Information supplied Start Marker

//! Represents an uploaded file tracked in the `images` table.

use chrono::{DateTime, Utc};
use serde::Serialize;
use sqlx::FromRow;

/// Lifecycle of a record. Transitions only ever go `Live -> Deleted`.
#[derive(Clone, Copy, Debug, PartialEq, Eq)]
pub enum Lifecycle {
    Live,
    Deleted { at: DateTime<Utc> },
}

impl Lifecycle {
    pub fn is_live(&self) -> bool {
        matches!(self, Lifecycle::Live)
    }

    /// Timestamp persisted in the `deleted_at` column.
    pub fn deleted_at(&self) -> Option<DateTime<Utc>> {
        match self {
            Lifecycle::Live => None,
            Lifecycle::Deleted { at } => Some(*at),
        }
    }
}

impl From<Option<DateTime<Utc>>> for Lifecycle {
    fn from(deleted_at: Option<DateTime<Utc>>) -> Self {
        match deleted_at {
            Some(at) => Lifecycle::Deleted { at },
            None => Lifecycle::Live,
        }
    }
}

/// Metadata for a single uploaded file.
///
/// The struct stores metadata only; payload bytes live in the content store
/// under `stored_path`.
#[derive(Clone, Debug)]
pub struct FileRecord {
    /// Row id assigned by SQLite. Never reused.
    pub id: i64,

    /// Name supplied by the uploading client. Untrusted.
    pub original_name: String,

    /// Server-generated key (UUID plus the sanitized extension).
    pub stored_name: String,

    /// Location relative to the content store root, e.g. `uploads/<stored_name>`.
    pub stored_path: String,

    /// Rounded kilobyte size, e.g. `"2048 KB"`.
    pub size_label: String,

    pub created_by: Option<i64>,
    pub updated_by: Option<i64>,
    pub created_at: DateTime<Utc>,
    pub updated_at: DateTime<Utc>,
    pub lifecycle: Lifecycle,
}

/// Raw `images` row as read by SQLx.
#[derive(Debug, FromRow)]
pub struct FileRow {
    pub id: i64,
    pub original_name: String,
    pub stored_name: String,
    pub stored_path: String,
    pub size_label: Option<String>,
    pub created_by: Option<i64>,
    pub updated_by: Option<i64>,
    pub created_at: DateTime<Utc>,
    pub updated_at: DateTime<Utc>,
    pub deleted_at: Option<DateTime<Utc>>,
}

impl From<FileRow> for FileRecord {
    fn from(row: FileRow) -> Self {
        Self {
            id: row.id,
            original_name: row.original_name,
            stored_name: row.stored_name,
            stored_path: row.stored_path,
            size_label: row.size_label.unwrap_or_default(),
            created_by: row.created_by,
            updated_by: row.updated_by,
            created_at: row.created_at,
            updated_at: row.updated_at,
            lifecycle: row.deleted_at.into(),
        }
    }
}

/// JSON view of a record returned by the API.
#[derive(Clone, Debug, Serialize)]
pub struct FileView {
    pub id: i64,
    pub original_name: String,
    pub stored_name: String,
    pub stored_path: String,
    pub size_label: String,
    pub url: String,
    pub created_at: DateTime<Utc>,
    pub updated_at: DateTime<Utc>,
    pub deleted_at: Option<DateTime<Utc>>,
}

impl FileView {
    pub fn new(record: &FileRecord, url: String) -> Self {
        Self {
            id: record.id,
            original_name: record.original_name.clone(),
            stored_name: record.stored_name.clone(),
            stored_path: record.stored_path.clone(),
            size_label: record.size_label.clone(),
            url,
            created_at: record.created_at,
            updated_at: record.updated_at,
            deleted_at: record.lifecycle.deleted_at(),
        }
    }
}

Information supplied End Marker

*Task description*
With "Debug" as the string to look for, count the matching lines in the entries above and report only the number.

*Output of the task*
4